デザイナーが自分の作品を紹介できるAdobeのSNS、Behanceに布地を活かしたVRヘッドセットのデザインが掲載された。Dawn Greyのモデルは、ちょうどGoogle Daydream Viewをさらにナチュナルにしたようなデザインとなっている。
VR体験を自然に
このVRヘッドセット「VR MILD」は、韓国ソウルのデザイナーHeejin Younが提案する新しいスタイルのヘッドセットだ。彼女は、消費者がVRヘッドセットを使って視聴する360度映像にまだ馴染んでいない理由として「現行のVRデバイスがかさばって重いこと」を指摘する。
「日常生活の中で簡単・快適に使えるVRデバイス」として提案されたのがこのVR MILDだ。
馴染みのある形
このVR MILDは、エンジニアや医師といった専門家が使う工業製品のような、あるいはSF映画に登場する複雑な装置のようなものとは大きく異なる。その外観はメガネやサングラス、あるいはアイマスクのようにも見える。
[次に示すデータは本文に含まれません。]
//! Packed tensor storage.

use crate::array::Array;
use crate::datatype::Datatype;
use crate::format::Format;
use crate::index::Index;

/// Owns the packed representation of one tensor: the per-level index
/// arrays and the values buffer, tied to a [`Format`].
///
/// The storage exclusively owns its arrays; replacing the index or values
/// releases the previous buffers unless they were registered as
/// user-owned.
#[derive(Debug)]
pub struct Storage {
    dtype: Datatype,
    index: Index,
    values: Array,
}

impl Storage {
    /// Empty storage for a tensor of the given component type and
    /// dimensions. Dense levels are seeded with their extents; sparse
    /// levels stay unassembled.
    pub fn new(dtype: Datatype, dims: &[usize], format: Format) -> Storage {
        Storage {
            dtype,
            index: Index::with_dense_extents(format, dims),
            values: Array::zeroed(dtype, 0),
        }
    }

    /// The component type of the values.
    #[inline]
    pub fn dtype(&self) -> Datatype {
        self.dtype
    }

    /// The storage format.
    #[inline]
    pub fn format(&self) -> &Format {
        self.index.format()
    }

    /// The index arrays.
    #[inline]
    pub fn index(&self) -> &Index {
        &self.index
    }

    /// Replaces the index arrays.
    pub fn set_index(&mut self, index: Index) {
        self.index = index;
    }

    /// The values buffer.
    #[inline]
    pub fn values(&self) -> &Array {
        &self.values
    }

    /// Mutable access to the values buffer.
    #[inline]
    pub fn values_mut(&mut self) -> &mut Array {
        &mut self.values
    }

    /// Replaces the values buffer.
    pub fn set_values(&mut self, values: Array) {
        self.values = values;
    }

    /// Total footprint: index arrays plus values, in bytes.
    pub fn size_in_bytes(&self) -> usize {
        let mut bytes = 0;
        for level in 0..self.index.num_mode_indices() {
            for array in self.index.mode_index(level).arrays() {
                bytes += array.size_in_bytes();
            }
        }
        bytes + self.values.size_in_bytes()
    }
}
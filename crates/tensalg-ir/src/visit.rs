//! Visitors and rewriters over expression trees.
//!
//! Two traversal protocols are provided: [`ExprVisitorStrict`] forces an
//! implementation to handle every variant, [`ExprVisitor`] walks children
//! by default so an implementation overrides only what it cares about.
//! [`ExprRewriter`] rebuilds a tree bottom-up and hands back the original
//! node (pointer-equal) wherever nothing underneath changed.

use std::collections::HashSet;

use tensalg_core::ComponentVal;

use crate::expr::{Access, ExprNode, IndexExpr, Reduction};
use crate::var::TensorVar;

/// A visitor that must handle every expression variant.
pub trait ExprVisitorStrict {
    fn visit_access(&mut self, access: &Access);
    fn visit_literal(&mut self, value: &ComponentVal);
    fn visit_neg(&mut self, arg: &IndexExpr);
    fn visit_sqrt(&mut self, arg: &IndexExpr);
    fn visit_add(&mut self, lhs: &IndexExpr, rhs: &IndexExpr);
    fn visit_sub(&mut self, lhs: &IndexExpr, rhs: &IndexExpr);
    fn visit_mul(&mut self, lhs: &IndexExpr, rhs: &IndexExpr);
    fn visit_div(&mut self, lhs: &IndexExpr, rhs: &IndexExpr);
    fn visit_reduction(&mut self, reduction: &Reduction);
}

/// A visitor whose default methods recurse into children.
pub trait ExprVisitor {
    fn visit_access(&mut self, _access: &Access) {}

    fn visit_literal(&mut self, _value: &ComponentVal) {}

    fn visit_neg(&mut self, arg: &IndexExpr) {
        arg.accept(self);
    }

    fn visit_sqrt(&mut self, arg: &IndexExpr) {
        arg.accept(self);
    }

    fn visit_add(&mut self, lhs: &IndexExpr, rhs: &IndexExpr) {
        lhs.accept(self);
        rhs.accept(self);
    }

    fn visit_sub(&mut self, lhs: &IndexExpr, rhs: &IndexExpr) {
        lhs.accept(self);
        rhs.accept(self);
    }

    fn visit_mul(&mut self, lhs: &IndexExpr, rhs: &IndexExpr) {
        lhs.accept(self);
        rhs.accept(self);
    }

    fn visit_div(&mut self, lhs: &IndexExpr, rhs: &IndexExpr) {
        lhs.accept(self);
        rhs.accept(self);
    }

    fn visit_reduction(&mut self, reduction: &Reduction) {
        reduction.body.accept(self);
    }
}

impl IndexExpr {
    /// Dispatches into a strict visitor.
    pub fn accept_strict<V: ExprVisitorStrict + ?Sized>(&self, visitor: &mut V) {
        match self.node() {
            ExprNode::Access(access) => visitor.visit_access(access),
            ExprNode::Literal(value) => visitor.visit_literal(value),
            ExprNode::Neg(arg) => visitor.visit_neg(arg),
            ExprNode::Sqrt(arg) => visitor.visit_sqrt(arg),
            ExprNode::Add(lhs, rhs) => visitor.visit_add(lhs, rhs),
            ExprNode::Sub(lhs, rhs) => visitor.visit_sub(lhs, rhs),
            ExprNode::Mul(lhs, rhs) => visitor.visit_mul(lhs, rhs),
            ExprNode::Div(lhs, rhs) => visitor.visit_div(lhs, rhs),
            ExprNode::Reduction(reduction) => visitor.visit_reduction(reduction),
        }
    }

    /// Dispatches into a default-walking visitor.
    pub fn accept<V: ExprVisitor + ?Sized>(&self, visitor: &mut V) {
        match self.node() {
            ExprNode::Access(access) => visitor.visit_access(access),
            ExprNode::Literal(value) => visitor.visit_literal(value),
            ExprNode::Neg(arg) => visitor.visit_neg(arg),
            ExprNode::Sqrt(arg) => visitor.visit_sqrt(arg),
            ExprNode::Add(lhs, rhs) => visitor.visit_add(lhs, rhs),
            ExprNode::Sub(lhs, rhs) => visitor.visit_sub(lhs, rhs),
            ExprNode::Mul(lhs, rhs) => visitor.visit_mul(lhs, rhs),
            ExprNode::Div(lhs, rhs) => visitor.visit_div(lhs, rhs),
            ExprNode::Reduction(reduction) => visitor.visit_reduction(reduction),
        }
    }
}

/// A bottom-up rewriter. Only the leaf hooks need overriding; interior
/// nodes are rebuilt when a child changed and returned untouched
/// otherwise.
pub trait ExprRewriter {
    fn rewrite_access(&mut self, expr: &IndexExpr, _access: &Access) -> IndexExpr {
        expr.clone()
    }

    fn rewrite_literal(&mut self, expr: &IndexExpr, _value: &ComponentVal) -> IndexExpr {
        expr.clone()
    }

    fn rewrite(&mut self, expr: &IndexExpr) -> IndexExpr {
        match expr.node() {
            ExprNode::Access(access) => self.rewrite_access(expr, access),
            ExprNode::Literal(value) => self.rewrite_literal(expr, value),
            ExprNode::Neg(arg) => {
                let new = self.rewrite(arg);
                if new.ptr_eq(arg) {
                    expr.clone()
                } else {
                    -new
                }
            }
            ExprNode::Sqrt(arg) => {
                let new = self.rewrite(arg);
                if new.ptr_eq(arg) {
                    expr.clone()
                } else {
                    new.sqrt()
                }
            }
            ExprNode::Add(lhs, rhs) => {
                let (l, r) = (self.rewrite(lhs), self.rewrite(rhs));
                if l.ptr_eq(lhs) && r.ptr_eq(rhs) {
                    expr.clone()
                } else {
                    l + r
                }
            }
            ExprNode::Sub(lhs, rhs) => {
                let (l, r) = (self.rewrite(lhs), self.rewrite(rhs));
                if l.ptr_eq(lhs) && r.ptr_eq(rhs) {
                    expr.clone()
                } else {
                    l - r
                }
            }
            ExprNode::Mul(lhs, rhs) => {
                let (l, r) = (self.rewrite(lhs), self.rewrite(rhs));
                if l.ptr_eq(lhs) && r.ptr_eq(rhs) {
                    expr.clone()
                } else {
                    l * r
                }
            }
            ExprNode::Div(lhs, rhs) => {
                let (l, r) = (self.rewrite(lhs), self.rewrite(rhs));
                if l.ptr_eq(lhs) && r.ptr_eq(rhs) {
                    expr.clone()
                } else {
                    l / r
                }
            }
            ExprNode::Reduction(reduction) => {
                let body = self.rewrite(&reduction.body);
                if body.ptr_eq(&reduction.body) {
                    expr.clone()
                } else {
                    IndexExpr::reduction(reduction.op, reduction.var.clone(), body)
                }
            }
        }
    }
}

/// The tensor operands read by an expression, unique by identity, in
/// visit order. Assignment installation, kernel argument packing and the
/// reference backend all rely on this order agreeing.
pub fn operand_vars(expr: &IndexExpr) -> Vec<TensorVar> {
    struct Operands {
        seen: HashSet<u64>,
        out: Vec<TensorVar>,
    }
    impl ExprVisitor for Operands {
        fn visit_access(&mut self, access: &Access) {
            if self.seen.insert(access.tensor.id()) {
                self.out.push(access.tensor.clone());
            }
        }
    }
    let mut operands = Operands {
        seen: HashSet::new(),
        out: Vec::new(),
    };
    expr.accept(&mut operands);
    operands.out
}

#[cfg(test)]
mod tests {
    use super::*;
    use crate::var::IndexVar;
    use tensalg_core::{Datatype, Format};

    fn access(name: &str, vars: &[&IndexVar]) -> Access {
        let dims = vec![2; vars.len()];
        let tensor = TensorVar::new(name, Datatype::Float64, dims.clone(), Format::csf(dims.len()));
        Access::new(tensor, vars.iter().map(|v| (*v).clone()).collect()).unwrap()
    }

    #[test]
    fn test_visitor_reaches_nested_accesses() {
        let (i, k) = (IndexVar::named("i"), IndexVar::named("k"));
        let expr = -(IndexExpr::from(access("B", &[&i, &k])) * IndexExpr::from(access("c", &[&k])));

        struct Count(usize);
        impl ExprVisitor for Count {
            fn visit_access(&mut self, _access: &Access) {
                self.0 += 1;
            }
        }
        let mut count = Count(0);
        expr.accept(&mut count);
        assert_eq!(count.0, 2);
    }

    #[test]
    fn test_strict_visitor_dispatch() {
        struct Last(String);
        impl ExprVisitorStrict for Last {
            fn visit_access(&mut self, _: &Access) {
                self.0 = "access".into();
            }
            fn visit_literal(&mut self, _: &ComponentVal) {
                self.0 = "literal".into();
            }
            fn visit_neg(&mut self, _: &IndexExpr) {
                self.0 = "neg".into();
            }
            fn visit_sqrt(&mut self, _: &IndexExpr) {
                self.0 = "sqrt".into();
            }
            fn visit_add(&mut self, _: &IndexExpr, _: &IndexExpr) {
                self.0 = "add".into();
            }
            fn visit_sub(&mut self, _: &IndexExpr, _: &IndexExpr) {
                self.0 = "sub".into();
            }
            fn visit_mul(&mut self, _: &IndexExpr, _: &IndexExpr) {
                self.0 = "mul".into();
            }
            fn visit_div(&mut self, _: &IndexExpr, _: &IndexExpr) {
                self.0 = "div".into();
            }
            fn visit_reduction(&mut self, _: &Reduction) {
                self.0 = "reduction".into();
            }
        }
        let mut last = Last(String::new());
        IndexExpr::literal(1.0f64).accept_strict(&mut last);
        assert_eq!(last.0, "literal");
        let i = IndexVar::named("i");
        IndexExpr::from(access("A", &[&i])).accept_strict(&mut last);
        assert_eq!(last.0, "access");
    }

    #[test]
    fn test_rewriter_preserves_identity() {
        let (i, k) = (IndexVar::named("i"), IndexVar::named("k"));
        let expr = IndexExpr::from(access("B", &[&i, &k])) + IndexExpr::from(access("c", &[&k]));

        struct Identity;
        impl ExprRewriter for Identity {}
        let rewritten = Identity.rewrite(&expr);
        assert!(rewritten.ptr_eq(&expr));
    }

    #[test]
    fn test_rewriter_rebuilds_changed_paths() {
        let i = IndexVar::named("i");
        let b = access("B", &[&i]);
        let expr = IndexExpr::from(b) + IndexExpr::literal(1.0f64);

        struct Double;
        impl ExprRewriter for Double {
            fn rewrite_access(&mut self, expr: &IndexExpr, _access: &Access) -> IndexExpr {
                expr.clone() * 2.0
            }
        }
        let rewritten = Double.rewrite(&expr);
        assert!(!rewritten.ptr_eq(&expr));
        assert_eq!(rewritten.to_string(), "((B(i) * 2) + 1)");
    }

    #[test]
    fn test_operand_vars_unique_in_order() {
        let (i, k) = (IndexVar::named("i"), IndexVar::named("k"));
        let b = access("B", &[&i, &k]);
        let c = access("c", &[&k]);
        let expr = (IndexExpr::from(b.clone()) * IndexExpr::from(c.clone()))
            + IndexExpr::from(b.clone());
        let operands = operand_vars(&expr);
        assert_eq!(operands.len(), 2);
        assert_eq!(operands[0], b.tensor);
        assert_eq!(operands[1], c.tensor);
    }
}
日常生活の中で頻繁に目にするものに似た見た目になっていることで、消費者の心理的な抵抗感が小さくなるはずだ。全くの異物が生活に入り込んでくるよりも、見慣れた形の方が馴染みやすい。
また、本体には多くのヘッドセットの主要な材料となっているプラスチックではなく布が多用されている。優しい雰囲気を作ってVRに親しみやすくするとともに、ユーザの装着感も改善する。
人間工学に基づく形状
ヘッドセットは人間の頭に沿うようなカーブを描いており、ピッタリと顔にフィットする。ストラップは着脱式なので、不要な場合には取り外しが可能だ。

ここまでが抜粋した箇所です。